Solar energy is very cost efficient. In Freiberg, Germany, architect Rolf Disch has built an apartment complex that is run entirely on solar energy. The solar panels which power this apartment complex are so efficient that the German power company pays each resident an average of seven hundred and seventy-five Canadian dollars a month to buy the surplus which that they produce. This is an example of how financially efficient solar energy can be. If solar power stations are built, money can be saved due to the reduction of demand for fuels such as coal, uranium, oil and gas, as well as the transportation and storage costs of spent nuclear fuel rods. Finally, solar powered cars could reduce our dependence on Middle Eastern oil.

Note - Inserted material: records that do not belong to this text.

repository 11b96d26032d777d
//! Authentication

pub(crate) mod middleware;
//! Test Helpers

use std::{
    borrow::Cow,
    error::Error as StdError,
    fmt::{Display, Formatter, Result as FmtResult},
};

use rust_decimal::Decimal;
use sqlx::error::{DatabaseError, ErrorKind};

use crate::domain::packages::{data::NewPackage, records::PackageId};

/// A package with a whole-unit price and a name derived from its id.
pub(crate) fn new_package(id: &str, price: i64, contacts_included: u32) -> NewPackage {
    NewPackage {
        id: PackageId::from(id),
        name: format!("Package {id}"),
        description: None,
        price: Decimal::new(price, 0),
        contacts_included,
    }
}

/// A driver error carrying only a SQLSTATE code.
pub(crate) fn database_error(code: &'static str) -> sqlx::Error {
    sqlx::Error::Database(Box::new(CodedDatabaseError { code }))
}

#[derive(Debug)]
struct CodedDatabaseError {
    code: &'static str,
}

impl Display for CodedDatabaseError {
    fn fmt(&self, f: &mut Formatter<'_>) -> FmtResult {
        write!(f, "database error {}", self.code)
    }
}

impl StdError for CodedDatabaseError {}

impl DatabaseError for CodedDatabaseError {
    fn message(&self) -> &str {
        "database error"
    }

    fn code(&self) -> Option<Cow<'_, str>> {
        Some(Cow::Borrowed(self.code))
    }

    fn as_error(&self) -> &(dyn StdError + Send + Sync + 'static) {
        self
    }

    fn as_error_mut(&mut self) -> &mut (dyn StdError + Send + Sync + 'static) {
        self
    }

    fn into_error(self: Box<Self>) -> Box<dyn StdError + Send + Sync + 'static> {
        self
    }

    fn kind(&self) -> ErrorKind {
        ErrorKind::Other
    }
}
use clap::Args;
use domestic_connect_app::domain::packages::{
    PackagesService,
    data::NewPackage,
    records::PackageId,
};
use rust_decimal::Decimal;

use crate::cli::DatabaseArgs;

#[derive(Debug, Args)]
pub(crate) struct CreatePackageArgs {
    #[command(flatten)]
    database: DatabaseArgs,

    /// Package identifier, e.g. `pkg_basic`
    #[arg(long)]
    id: String,

    /// Display name
    #[arg(long)]
    name: String,

    /// Optional description
    #[arg(long)]
    description: Option<String>,

    /// Price in the major currency unit
    #[arg(long)]
    price: Decimal,

    /// Number of contact unlocks the package buys
    #[arg(long)]
    contacts: u32,
}

pub(crate) async fn run(args: CreatePackageArgs) -> Result<(), String> {
    let service = args.database.packages().await?;

    let package = service
        .create_package(NewPackage {
            id: PackageId::new(args.id),
            name: args.name,
            description: args.description,
            price: args.price,
            contacts_included: args.contacts,
        })
        .await
        .map_err(|error| format!("failed to create package: {error}"))?;

    super::print_package(&package);

    Ok(())
}
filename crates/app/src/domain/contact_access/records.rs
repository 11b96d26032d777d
//! Contact Access Records

use jiff::Timestamp;

use crate::{
    domain::identities::{ProfileId, UserId},
    ids::TypedId,
};

/// Contact access grant identifier
pub type ContactAccessId = TypedId<ContactAccessRecord>;

/// Permanent proof that a user has unlocked a worker profile's contact.
#[derive(Debug, Clone, PartialEq)]
pub struct ContactAccessRecord {
    pub id: ContactAccessId,
    pub user_id: UserId,
    pub target_profile_id: ProfileId,
    pub accessed_at: Timestamp,
}

/// Outcome of an unlock attempt.
#[derive(Debug, Clone, PartialEq)]
pub struct ContactUnlock {
    /// `true` only when this call created the grant.
    pub granted: bool,
    pub grant: ContactAccessRecord,
}
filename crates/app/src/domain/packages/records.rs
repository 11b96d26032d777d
//! Package Records

use jiff::Timestamp;
use rust_decimal::Decimal;

use crate::ids::TypedId;

/// Package identifier
pub type PackageId = TypedId<PackageRecord>;

/// Package Record
#[derive(Debug, Clone, PartialEq)]
pub struct PackageRecord {
    /// Catalog identifier, e.g. `pkg_basic`.
    pub id: PackageId,

    /// Display name.
    pub name: String,

    /// Optional marketing copy.
    pub description: Option<String>,

    /// Catalog price in the major currency unit.
    pub price: Decimal,

    /// Number of contact unlocks the package nominally buys.
    pub contacts_included: u32,

    /// Inactive packages are hidden from the catalog but remain referenced by purchases.
    pub is_active: bool,

    /// Creation timestamp.
    pub created_at: Timestamp,
}
//! Purchases service errors.

use sqlx::{
    Error,
    error::{DatabaseError, ErrorKind},
};
use thiserror::Error;

use crate::database::is_value_too_large;

#[derive(Debug, Error)]
pub enum PurchasesServiceError {
    /// The referenced package does not exist.
    #[error("package not found")]
    NotFound,

    #[error("invalid purchase data")]
    InvalidInput,

    #[error("storage error")]
    Sql(#[source] Error),
}

impl From<Error> for PurchasesServiceError {
    fn from(error: Error) -> Self {
        if matches!(error, Error::RowNotFound) {
            return Self::NotFound;
        }

        if is_value_too_large(&error) {
            return Self::InvalidInput;
        }

        match error.as_database_error().map(DatabaseError::kind) {
            Some(ErrorKind::ForeignKeyViolation) => Self::NotFound,
            Some(ErrorKind::NotNullViolation | ErrorKind::CheckViolation) => Self::InvalidInput,
            _ => Self::Sql(error),
        }
    }
}
//! Domestic Connect Domain Concerns

pub mod contact_access;
pub mod identities;
pub mod packages;
pub mod purchases;
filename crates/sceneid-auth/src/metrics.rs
//! Token lifecycle metrics
//!
//! - `sceneid_token_grants_total` (counter): labels `grant`, `outcome`
//!   (`granted` / `rejected`)
//! - `sceneid_token_refresh_retries_total` (counter): resource calls that hit
//!   `invalid_token` and went through refresh-and-retry
//!
//! Without an installed recorder these calls are no-ops.

use crate::token::Grant;

/// Record the outcome of a token endpoint call.
pub fn record_grant(grant: Grant, granted: bool) {
    let outcome = if granted { "granted" } else { "rejected" };
    metrics::counter!("sceneid_token_grants_total", "grant" => grant.as_str(), "outcome" => outcome)
        .increment(1);
}

/// Record one refresh-and-retry cycle on the resource path.
pub fn record_refresh_retry() {
    metrics::counter!("sceneid_token_refresh_retries_total").increment(1);
}
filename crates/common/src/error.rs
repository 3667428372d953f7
//! Errors raised while loading configuration files

use thiserror::Error;

/// Configuration loading error
#[derive(Error, Debug)]
pub enum Error {
    #[error("Configuration error: {0}")]
    Config(String),

    #[error("I/O error: {0}")]
    Io(#[from] std::io::Error),

    #[error("TOML parse error: {0}")]
    Toml(#[from] toml::de::Error),
}

/// Result alias using common Error
pub type Result<T> = std::result::Result<T, Error>;
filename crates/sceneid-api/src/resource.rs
//! Named SceneID API calls

use sceneid_auth::{OAuthClient, Result};
use tracing::debug;

use crate::dispatch::ResourceDispatch;

/// SceneID API client.
///
/// Wraps a dispatcher (normally an `OAuthClient`) and exposes the
/// domain calls. All calls use the refresh-aware request path.
pub struct ResourceClient<D = OAuthClient> {
    dispatch: D,
}

impl<D: ResourceDispatch> ResourceClient<D> {
    pub fn new(dispatch: D) -> Self {
        Self { dispatch }
    }

    pub fn client(&self) -> &D {
        &self.dispatch
    }

    /// Mutable access for scope/format/storage changes.
    pub fn client_mut(&mut self) -> &mut D {
        &mut self.dispatch
    }

    pub fn into_inner(self) -> D {
        self.dispatch
    }

    /// Look up a user by numeric id (`/user/?id=<id>`).
    pub async fn fetch_user_by_id(&self, id: u64) -> Result<serde_json::Value> {
        debug!(user_id = id, "fetching user");
        self.fetch(&format!("/user/?id={id}")).await
    }

    /// Fetch the user the current token belongs to (`/me/`).
    pub async fn fetch_current_user(&self) -> Result<serde_json::Value> {
        debug!("fetching current user");
        self.fetch("/me/").await
    }

    /// Forget all tokens and state. Later calls fail until the caller
    /// authenticates again.
    pub fn reset(&mut self) {
        debug!("resetting token store");
        self.dispatch.reset_storage();
    }

    async fn fetch(&self, path: &str) -> Result<serde_json::Value> {
        let url = self.dispatch.resource_url(path);
        let body = self.dispatch.request_with_refresh(url).await?;
        self.dispatch.unpack_format(&body)
    }
}

#[cfg(test)]
mod tests {
    use super::*;
    use std::future::Future;
    use std::pin::Pin;
    use std::sync::{Arc, Mutex};

    use sceneid_auth::{
        ACCESS_TOKEN_KEY, ClientConfig, Error, FileStore, REFRESH_TOKEN_KEY, TokenStore,
    };
    use transport::ScriptedTransport;

    fn scripted() -> (ResourceClient, Arc<ScriptedTransport>) {
        let transport = Arc::new(ScriptedTransport::new());
        let config = ClientConfig::new(
            "myPortalClientID",
            "verySecretHashThing",
            "http://my.domain.tld/return.url",
        );
        let client = OAuthClient::with_transport(config, transport.clone()).unwrap();
        (ResourceClient::new(client), transport)
    }

    fn authenticate(api: &ResourceClient, access: &str, refresh: Option<&str>) {
        let store = api.client().storage();
        store.set(ACCESS_TOKEN_KEY, access.into()).unwrap();
        if let Some(refresh) = refresh {
            store.set(REFRESH_TOKEN_KEY, refresh.into()).unwrap();
        }
    }

    #[tokio::test]
    async fn fetch_user_by_id_hits_user_endpoint() {
        let (api, transport) = scripted();
        authenticate(&api, "T1", None);
        transport.push_ok(r#"{"success":true,"user":{"id":42,"display_name":"gargaj"}}"#);

        let user = api.fetch_user_by_id(42).await.unwrap();

        assert_eq!(user["user"]["id"], 42);
        assert_eq!(user["user"]["display_name"], "gargaj");
        let request = &transport.requests()[0];
        assert_eq!(
            request.url,
            "https://id.scene.org/3/api/3.0/user/?id=42&format=json"
        );
        assert_eq!(request.header("Authorization"), Some("Bearer T1"));
    }

    #[tokio::test]
    async fn fetch_current_user_refreshes_expired_token() {
        let (api, transport) = scripted();
        authenticate(&api, "expiredT", Some("R1"));
        transport
            .push(401, r#"{"error":"invalid_token"}"#)
            .push_ok(r#"{"access_token":"T2"}"#)
            .push_ok(r#"{"success":true,"user":{"id":1}}"#);

        let me = api.fetch_current_user().await.unwrap();

        assert_eq!(me["user"]["id"], 1);
        assert_eq!(transport.grant_count("refresh_token"), 1);
        let requests = transport.requests();
        assert!(requests[0].url.contains("/me/?format=json"));
        assert_eq!(requests[2].header("Authorization"), Some("Bearer T2"));
    }

    #[tokio::test]
    async fn xml_format_is_not_unpacked() {
        let (mut api, transport) = scripted();
        api.client_mut().set_format("xml").unwrap();
        authenticate(&api, "T1", None);
        transport.push_ok("<user><id>1</id></user>");

        let err = api.fetch_current_user().await.unwrap_err();
        assert!(matches!(err, Error::NotImplemented(_)), "got: {err:?}");
    }

    #[tokio::test]
    async fn reset_forces_reauthentication() {
        let (mut api, transport) = scripted();
        authenticate(&api, "T1", Some("R1"));

        api.reset();

        let err = api.fetch_user_by_id(1).await.unwrap_err();
        assert!(matches!(err, Error::Authentication(ref m) if m == "not authenticated"));
        let err = api.client().refresh_token().await.unwrap_err();
        assert!(matches!(err, Error::Authentication(_)));
        assert_eq!(transport.request_count(), 0);
    }

    #[tokio::test]
    async fn reset_detaches_a_file_store_without_touching_it() {
        let dir = tempfile::tempdir().unwrap();
        let path = dir.path().join("tokens.json");
        let (mut api, _transport) = scripted();
        let store = Arc::new(FileStore::open(&path).unwrap());
        api.client_mut().set_storage(store.clone());
        authenticate(&api, "T1", None);

        api.reset();

        assert_eq!(api.client().storage().get(ACCESS_TOKEN_KEY), None);
        assert_eq!(store.get(ACCESS_TOKEN_KEY).as_deref(), Some("T1"));
    }

    /// Dispatcher that records URLs and replays one body.
    struct RecordingDispatch {
        body: String,
        urls: Mutex<Vec<String>>,
        resets: usize,
    }

    impl ResourceDispatch for RecordingDispatch {
        fn resource_url(&self, path: &str) -> String {
            format!("https://api.example.test{path}")
        }

        fn request_with_refresh<'a>(
            &'a self,
            url: String,
        ) -> Pin<Box<dyn Future<Output = Result<String>> + Send + 'a>> {
            self.urls.lock().unwrap().push(url);
            let body = self.body.clone();
            Box::pin(async move { Ok(body) })
        }

        fn unpack_format(&self, body: &str) -> Result<serde_json::Value> {
            serde_json::from_str(body).map_err(|e| Error::Protocol(e.to_string()))
        }

        fn reset_storage(&mut self) {
            self.resets += 1;
        }
    }

    #[tokio::test]
    async fn works_over_any_dispatcher() {
        let mut api = ResourceClient::new(RecordingDispatch {
            body: r#"{"id":5}"#.into(),
            urls: Mutex::new(Vec::new()),
            resets: 0,
        });

        let user = api.fetch_user_by_id(5).await.unwrap();
        api.fetch_current_user().await.unwrap();
        api.reset();

        assert_eq!(user["id"], 5);
        let dispatch = api.into_inner();
        assert_eq!(
            *dispatch.urls.lock().unwrap(),
            vec![
                "https://api.example.test/user/?id=5".to_owned(),
                "https://api.example.test/me/".to_owned(),
            ]
        );
        assert_eq!(dispatch.resets, 1);
    }
}
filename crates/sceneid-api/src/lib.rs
//! SceneID resource API
//!
//! Named calls on top of the OAuth client: look up a user by id and fetch
//! the currently authenticated user. Each call goes through the
//! refresh-aware request path and unpacks the body per the configured
//! format.
//!
//! `ResourceClient` holds its dispatcher by composition; `OAuthClient` is the
//! production dispatcher.

pub mod dispatch;
pub mod resource;

pub use dispatch::ResourceDispatch;
pub use resource::ResourceClient;
pub use sceneid_auth::{Error, Result};
//! Secret wrapper for client secrets and OAuth tokens

use std::fmt;
use zeroize::Zeroize;

/// Sensitive value - redacted in Debug/Display/logs
pub struct Secret<T: Zeroize>(T);

impl<T: Zeroize> Secret<T> {
    /// Wrap a sensitive value
    pub fn new(value: T) -> Self {
        Self(value)
    }

    /// Expose the inner value (use sparingly)
    pub fn expose(&self) -> &T {
        &self.0
    }
}

impl Secret<String> {
    /// Whether the wrapped string is empty or only whitespace.
    ///
    /// Lets callers validate a secret without exposing it.
    pub fn is_blank(&self) -> bool {
        self.0.trim().is_empty()
    }
}

impl From<String> for Secret<String> {
    fn from(value: String) -> Self {
        Self::new(value)
    }
}

impl From<&str> for Secret<String> {
    fn from(value: &str) -> Self {
        Self::new(value.to_owned())
    }
}

impl<T: Zeroize> fmt::Debug for Secret<T> {
    fn fmt(&self, f: &mut fmt::Formatter<'_>) -> fmt::Result {
        write!(f, "[REDACTED]")
    }
}

impl<T: Zeroize> fmt::Display for Secret<T> {
    fn fmt(&self, f: &mut fmt::Formatter<'_>) -> fmt::Result {
        write!(f, "[REDACTED]")
    }
}

impl<T: Zeroize> Drop for Secret<T> {
    fn drop(&mut self) {
        self.0.zeroize();
    }
}

impl<T: Zeroize + Clone> Clone for Secret<T> {
    fn clone(&self) -> Self {
        Self(self.0.clone())
    }
}

#[cfg(test)]
mod tests {
    use super::*;

    #[test]
    fn client_secret_is_redacted_in_debug_and_display() {
        let secret = Secret::from("verySecretHashThing");
        assert_eq!(format!("{secret:?}"), "[REDACTED]");
        assert_eq!(secret.to_string(), "[REDACTED]");
    }

    #[test]
    fn expose_returns_inner_value() {
        let secret = Secret::new(String::from("at_123"));
        assert_eq!(secret.expose(), "at_123");
    }

    #[test]
    fn blank_detection_ignores_whitespace() {
        assert!(Secret::from("").is_blank());
        assert!(Secret::from("  \t").is_blank());
        assert!(!Secret::from("s3cret").is_blank());
    }

    #[test]
    fn clone_keeps_value() {
        let secret = Secret::from("rt_abc");
        let copy = secret.clone();
        drop(secret);
        assert_eq!(copy.expose(), "rt_abc");
    }
}
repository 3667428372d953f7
//! Scripted in-memory transport
//!
//! Replays queued responses in order and records every request it receives,
//! so tests can assert on call counts, headers, and form bodies without a
//! network. Running out of responses is a `TransportError::Request`.

use std::collections::VecDeque;
use std::future::Future;
use std::pin::Pin;
use std::sync::Mutex;

use crate::{HttpRequest, HttpResponse, Result, Transport, TransportError};

#[derive(Debug, Default)]
pub struct ScriptedTransport {
    responses: Mutex<VecDeque<HttpResponse>>,
    requests: Mutex<Vec<HttpRequest>>,
}

impl ScriptedTransport {
    pub fn new() -> Self {
        Self::default()
    }

    /// Queue a response with an explicit status.
    pub fn push(&self, status: u16, body: impl Into<String>) -> &Self {
        self.responses
            .lock()
            .unwrap_or_else(|e| e.into_inner())
            .push_back(HttpResponse::new(status, body));
        self
    }

    /// Queue a 200 response.
    pub fn push_ok(&self, body: impl Into<String>) -> &Self {
        self.push(200, body)
    }

    /// Snapshot of every request executed so far, oldest first.
    pub fn requests(&self) -> Vec<HttpRequest> {
        self.requests
            .lock()
            .unwrap_or_else(|e| e.into_inner())
            .clone()
    }

    pub fn request_count(&self) -> usize {
        self.requests.lock().unwrap_or_else(|e| e.into_inner()).len()
    }

    /// Number of requests whose form body carries `grant_type=<grant>`.
    pub fn grant_count(&self, grant: &str) -> usize {
        self.requests()
            .iter()
            .filter(|r| r.form_value("grant_type").as_deref() == Some(grant))
            .count()
    }

    /// Responses still queued.
    pub fn remaining(&self) -> usize {
        self.responses.lock().unwrap_or_else(|e| e.into_inner()).len()
    }
}

impl Transport for ScriptedTransport {
    fn id(&self) -> &str {
        "scripted"
    }

    fn execute<'a>(
        &'a self,
        request: HttpRequest,
    ) -> Pin<Box<dyn Future<Output = Result<HttpResponse>> + Send + 'a>> {
        let url = request.url.clone();
        self.requests
            .lock()
            .unwrap_or_else(|e| e.into_inner())
            .push(request);
        let next = self
            .responses
            .lock()
            .unwrap_or_else(|e| e.into_inner())
            .pop_front();
        Box::pin(async move {
            next.ok_or_else(|| TransportError::Request(format!("no scripted response for {url}")))
        })
    }
}

#[cfg(test)]
mod tests {
    use super::*;
    use crate::Method;

    fn get(url: &str) -> HttpRequest {
        HttpRequest {
            method: Method::Get,
            url: url.into(),
            headers: vec![],
            body: None,
        }
    }

    #[tokio::test]
    async fn replays_in_order_and_records() {
        let transport = ScriptedTransport::new();
        transport.push_ok(r#"{"id":1}"#).push(401, r#"{"error":"invalid_token"}"#);

        let first = transport.execute(get("https://a/1")).await.unwrap();
        let second = transport.execute(get("https://a/2")).await.unwrap();

        assert_eq!(first.status, 200);
        assert_eq!(first.body, r#"{"id":1}"#);
        assert_eq!(second.status, 401);
        assert_eq!(transport.request_count(), 2);
        assert_eq!(transport.requests()[1].url, "https://a/2");
        assert_eq!(transport.remaining(), 0);
    }

    #[tokio::test]
    async fn exhausted_script_is_an_error() {
        let transport = ScriptedTransport::new();
        let result = transport.execute(get("https://a/me/")).await;
        assert!(matches!(result, Err(TransportError::Request(_))));
        // The failed attempt is still recorded
        assert_eq!(transport.request_count(), 1);
    }

    #[tokio::test]
    async fn counts_grants_by_form_body() {
        let transport = ScriptedTransport::new();
        transport.push_ok("{}").push_ok("{}");
        for grant in ["refresh_token", "client_credentials"] {
            transport
                .execute(HttpRequest {
                    method: Method::Post,
                    url: "https://a/token".into(),
                    headers: vec![],
                    body: Some(format!("grant_type={grant}")),
                })
                .await
                .unwrap();
        }
        assert_eq!(transport.grant_count("refresh_token"), 1);
        assert_eq!(transport.grant_count("authorization_code"), 0);
    }
}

Oil is a finite resource and its price is volatile due to instability in the Middle East.
While we conducted our experiment, we faced many challenges. Firstly, we had to stand out in the cold for an extended period of time, while sometimes facing heavy snow. Also, the solar panel became covered in snow during a snow storm and had to be constantly brushed clean. Finally, the project would not have been possible without a solar panel. It was also difficult to find the kind of solar panel we required. This demonstrates one of the challenges that solar energy proponents face: the fact that solar panels are not widely available. Since need drives the market, panels are still relatively expensive as they are produced in small numbers.
Now that we have experience with solar panels, we would make several key changes to our science fair project. We would design an experiment in which we would charge a battery with the power generated by a solar panel in different weather conditions. Using this battery, we would try to power a small appliance such as a radio or an electrical toothbrush to demonstrate a practical application for the energy produced by a solar panel under different weather conditions.